Calibrachoa is a relatively new genus of plants to many gardeners; the first cultivars weren't available until 1992 and there are still only about a dozen named varieties available in a wide range of vivid colours including soft pinks, bright fuchsia, purple and cardinal red. There are also bi and tri coloured varieties with subtle or contrasting mixes of colours.
Calibrachoa is a member of the solanaceae family and a cousin of the petunia. It is an easy-to-grow, low-maintenance plant that becomes smothered in petunia-like blooms from spring right through until the first frosts. In mild regions, with regular feeding, it may continue to flower all year round.
Calibrachoa forms a mound 15-20 cm high with long trailing stems which are ideal for covering the sides of large pots and hanging baskets. It can also be grown in borders as a ground cover plant. It is native to South America and was named after 19th century Mexican botanist and pharmacologist Antonio de la Cal y Bracho.
The majority of varieties available are hybrids and produce very little seed so propagation is best carried out by taking tip cuttings in early spring. Cover cuttings with a plastic bag to improve humidity. Rooting hormone will help to speed up the rooting process but is not really necessary.

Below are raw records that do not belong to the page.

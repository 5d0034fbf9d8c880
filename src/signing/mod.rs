use ed25519_dalek::{Signer as DalekSigner, SigningKey};

use crate::error::{Result, SolverError};

/// A signing capability, defined abstractly: the core only needs a pubkey
/// and a sign operation.
pub trait Signer: Send + Sync {
    fn pubkey(&self) -> Vec<u8>;
    fn sign(&self, message: &[u8]) -> Vec<u8>;
}

/// A process-local Ed25519 signer loaded from a 64-char hex private key.
/// Used only by the façade's test endpoints (`/intent/create`,
/// `/intent/execute`) and the solver's own execution path, which all
/// hold keys in the process environment.
pub struct Ed25519Signer {
    signing_key: SigningKey,
}

impl Ed25519Signer {
    pub fn from_hex(private_key_hex: &str) -> Result<Self> {
        let bytes = hex::decode(private_key_hex)
            .map_err(|e| SolverError::InvalidArgument(format!("invalid hex private key: {e}")))?;
        let bytes: [u8; 32] = bytes
            .try_into()
            .map_err(|_| SolverError::InvalidArgument("private key must be 32 bytes".to_string()))?;

        Ok(Self {
            signing_key: SigningKey::from_bytes(&bytes),
        })
    }

    pub fn generate() -> Self {
        let mut csprng = rand::rngs::OsRng;
        Self {
            signing_key: SigningKey::generate(&mut csprng),
        }
    }
}

impl Signer for Ed25519Signer {
    fn pubkey(&self) -> Vec<u8> {
        self.signing_key.verifying_key().to_bytes().to_vec()
    }

    fn sign(&self, message: &[u8]) -> Vec<u8> {
        self.signing_key.sign(message).to_bytes().to_vec()
    }
}

#[cfg(test)]
mod tests {
    use super::*;

    #[test]
    fn round_trip_sign_and_verify() {
        use ed25519_dalek::{Signature, Verifier, VerifyingKey};

        let signer = Ed25519Signer::generate();
        let message = b"intent-execute-payload";
        let signature_bytes = signer.sign(message);

        let verifying_key = VerifyingKey::from_bytes(&signer.pubkey().try_into().unwrap()).unwrap();
        let signature = Signature::from_bytes(&signature_bytes.try_into().unwrap());
        assert!(verifying_key.verify(message, &signature).is_ok());
    }

    #[test]
    fn rejects_malformed_hex_key() {
        assert!(Ed25519Signer::from_hex("not-hex").is_err());
        assert!(Ed25519Signer::from_hex("ab").is_err());
    }
}
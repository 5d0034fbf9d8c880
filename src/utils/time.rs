use std::time::{SystemTime, UNIX_EPOCH, Instant};

pub fn now_ts() -> u64 {
    SystemTime::now()
        .duration_since(UNIX_EPOCH)
        .unwrap_or_default()
        .as_millis() as u64
}

pub fn now_instant() -> Instant {
    Instant::now()
}

pub fn elapsed_ms(start: Instant) -> u64 {
    start.elapsed().as_millis() as u64
}

pub fn elapsed_us(start: Instant) -> u64 {
    start.elapsed().as_micros() as u64
}
use std::sync::Arc;

use axum::extract::State;
use axum::Json;
use serde::{Deserialize, Serialize};

use crate::api::aliases::raw_to_human;
use crate::api::error::ApiError;
use crate::api::state::AppState;

#[derive(Deserialize)]
pub struct BalanceRequest {
    pub address: String,
}

#[derive(Serialize)]
pub struct AssetBalance {
    pub alias: String,
    pub asset_type: String,
    pub raw: u64,
    pub human: f64,
}

#[derive(Serialize)]
pub struct BalanceResponse {
    pub success: bool,
    pub balances: Vec<AssetBalance>,
}

pub async fn balance(
    State(state): State<Arc<AppState>>,
    Json(req): Json<BalanceRequest>,
) -> Result<Json<BalanceResponse>, ApiError> {
    if req.address.is_empty() {
        return Err(ApiError::bad_request("address must be non-empty"));
    }

    let mut balances = Vec::new();
    for (alias, asset_type) in &state.config.token_aliases {
        let coins = state.rpc.get_coins(&req.address, asset_type).await?;
        let raw: u64 = coins.iter().map(|c| c.balance).sum();
        balances.push(AssetBalance {
            alias: alias.clone(),
            asset_type: asset_type.clone(),
            raw,
            human: raw_to_human(raw, asset_type, &state.config),
        });
    }
    Ok(Json(BalanceResponse { success: true, balances }))
}
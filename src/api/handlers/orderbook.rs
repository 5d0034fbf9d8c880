use std::sync::Arc;

use axum::extract::State;
use axum::Json;
use serde::{Deserialize, Serialize};

use crate::api::error::ApiError;
use crate::api::state::AppState;
use crate::error::SolverError;

#[derive(Deserialize)]
pub struct OrderbookRequest {
    pub base: String,
    pub quote: String,
}

#[derive(Serialize)]
pub struct LevelDto {
    pub price: f64,
    pub quantity: f64,
}

#[derive(Serialize)]
pub struct OrderbookResponse {
    pub success: bool,
    pub bids: Vec<LevelDto>,
    pub asks: Vec<LevelDto>,
    pub best_bid: Option<f64>,
    pub best_ask: Option<f64>,
    pub mid_price: Option<f64>,
}

pub async fn orderbook(
    State(state): State<Arc<AppState>>,
    Json(req): Json<OrderbookRequest>,
) -> Result<Json<OrderbookResponse>, ApiError> {
    if req.base.is_empty() || req.quote.is_empty() {
        return Err(ApiError::bad_request("base and quote must be non-empty"));
    }

    let base_type = state.config.resolve_alias(&req.base);
    let quote_type = state.config.resolve_alias(&req.quote);

    let pool = state
        .quoter
        .registry()
        .find_pool(&base_type, &quote_type)
        .ok_or(SolverError::NoPool)?
        .clone();

    let book = state.quoter.level2(&pool).await?;

    Ok(Json(OrderbookResponse {
        success: true,
        best_bid: book.best_bid(),
        best_ask: book.best_ask(),
        mid_price: book.mid_price(),
        bids: book.bids.iter().map(|l| LevelDto { price: l.price, quantity: l.quantity }).collect(),
        asks: book.asks.iter().map(|l| LevelDto { price: l.price, quantity: l.quantity }).collect(),
    }))
}
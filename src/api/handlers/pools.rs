use std::sync::Arc;

use axum::extract::State;
use axum::Json;
use serde::Serialize;

use crate::api::state::AppState;

#[derive(Serialize)]
pub struct PoolSummary {
    pub pool_id: String,
    pub base_type: String,
    pub quote_type: String,
}

#[derive(Serialize)]
pub struct PoolsResponse {
    pub success: bool,
    pub pools: Vec<PoolSummary>,
    pub aliases: std::collections::HashMap<String, String>,
}

pub async fn pools(State(state): State<Arc<AppState>>) -> Json<PoolsResponse> {
    let pools = state
        .quoter
        .registry()
        .iter()
        .map(|p| PoolSummary {
            pool_id: p.pool_id.clone(),
            base_type: p.base_type.clone(),
            quote_type: p.quote_type.clone(),
        })
        .collect();

    Json(PoolsResponse {
        success: true,
        pools,
        aliases: state.config.token_aliases.clone(),
    })
}
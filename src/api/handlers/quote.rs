use std::sync::Arc;

use axum::extract::State;
use axum::Json;
use serde::{Deserialize, Serialize};

use crate::api::aliases::{human_to_raw, raw_to_human};
use crate::api::error::ApiError;
use crate::api::state::AppState;

#[derive(Deserialize)]
pub struct QuoteRequest {
    pub from: String,
    pub to: String,
    pub amount: f64,
}

#[derive(Serialize)]
pub struct QuoteResponse {
    pub success: bool,
    pub input_human: f64,
    pub output_human: f64,
    pub input_raw: u64,
    pub output_raw: u64,
    pub mid_price: f64,
    pub best_bid: f64,
    pub best_ask: f64,
    pub price_impact_pct: f64,
    pub route: Vec<String>,
}

pub async fn quote(
    State(state): State<Arc<AppState>>,
    Json(req): Json<QuoteRequest>,
) -> Result<Json<QuoteResponse>, ApiError> {
    if req.from.is_empty() || req.to.is_empty() {
        return Err(ApiError::bad_request("from and to must be non-empty"));
    }
    if !(req.amount > 0.0) {
        return Err(ApiError::bad_request("amount must be greater than zero"));
    }

    let input_type = state.config.resolve_alias(&req.from);
    let output_type = state.config.resolve_alias(&req.to);
    let input_raw = human_to_raw(req.amount, &input_type, &state.config);

    let result = state.quoter.quote(&input_type, &output_type, input_raw).await?;

    Ok(Json(QuoteResponse {
        success: true,
        input_human: req.amount,
        output_human: raw_to_human(result.output_raw, &output_type, &state.config),
        input_raw: result.input_raw,
        output_raw: result.output_raw,
        mid_price: result.mid_price,
        best_bid: result.best_bid,
        best_ask: result.best_ask,
        price_impact_pct: result.price_impact_pct,
        route: result.route,
    }))
}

Calibrachoa will flower best in full sun and is drought resistant for short periods. However, it will benefit from a good soak in a bucket of water once the top few centimetres of soil have dried out. Try not to get the foliage wet as this may encourage rotting. It is a heavy feeder and will need a liquid fertiliser added to the water every other week or a monthly sprinkling of granular feed to optimize flowering. The flowers drop when they are over so no dead-heading is needed although it may be necessary to give the plant an all-over trim in midsummer to help promote new growth. Although it will stop flowering for a little while while it recovers it will soon be smothered in pretty blossoms again.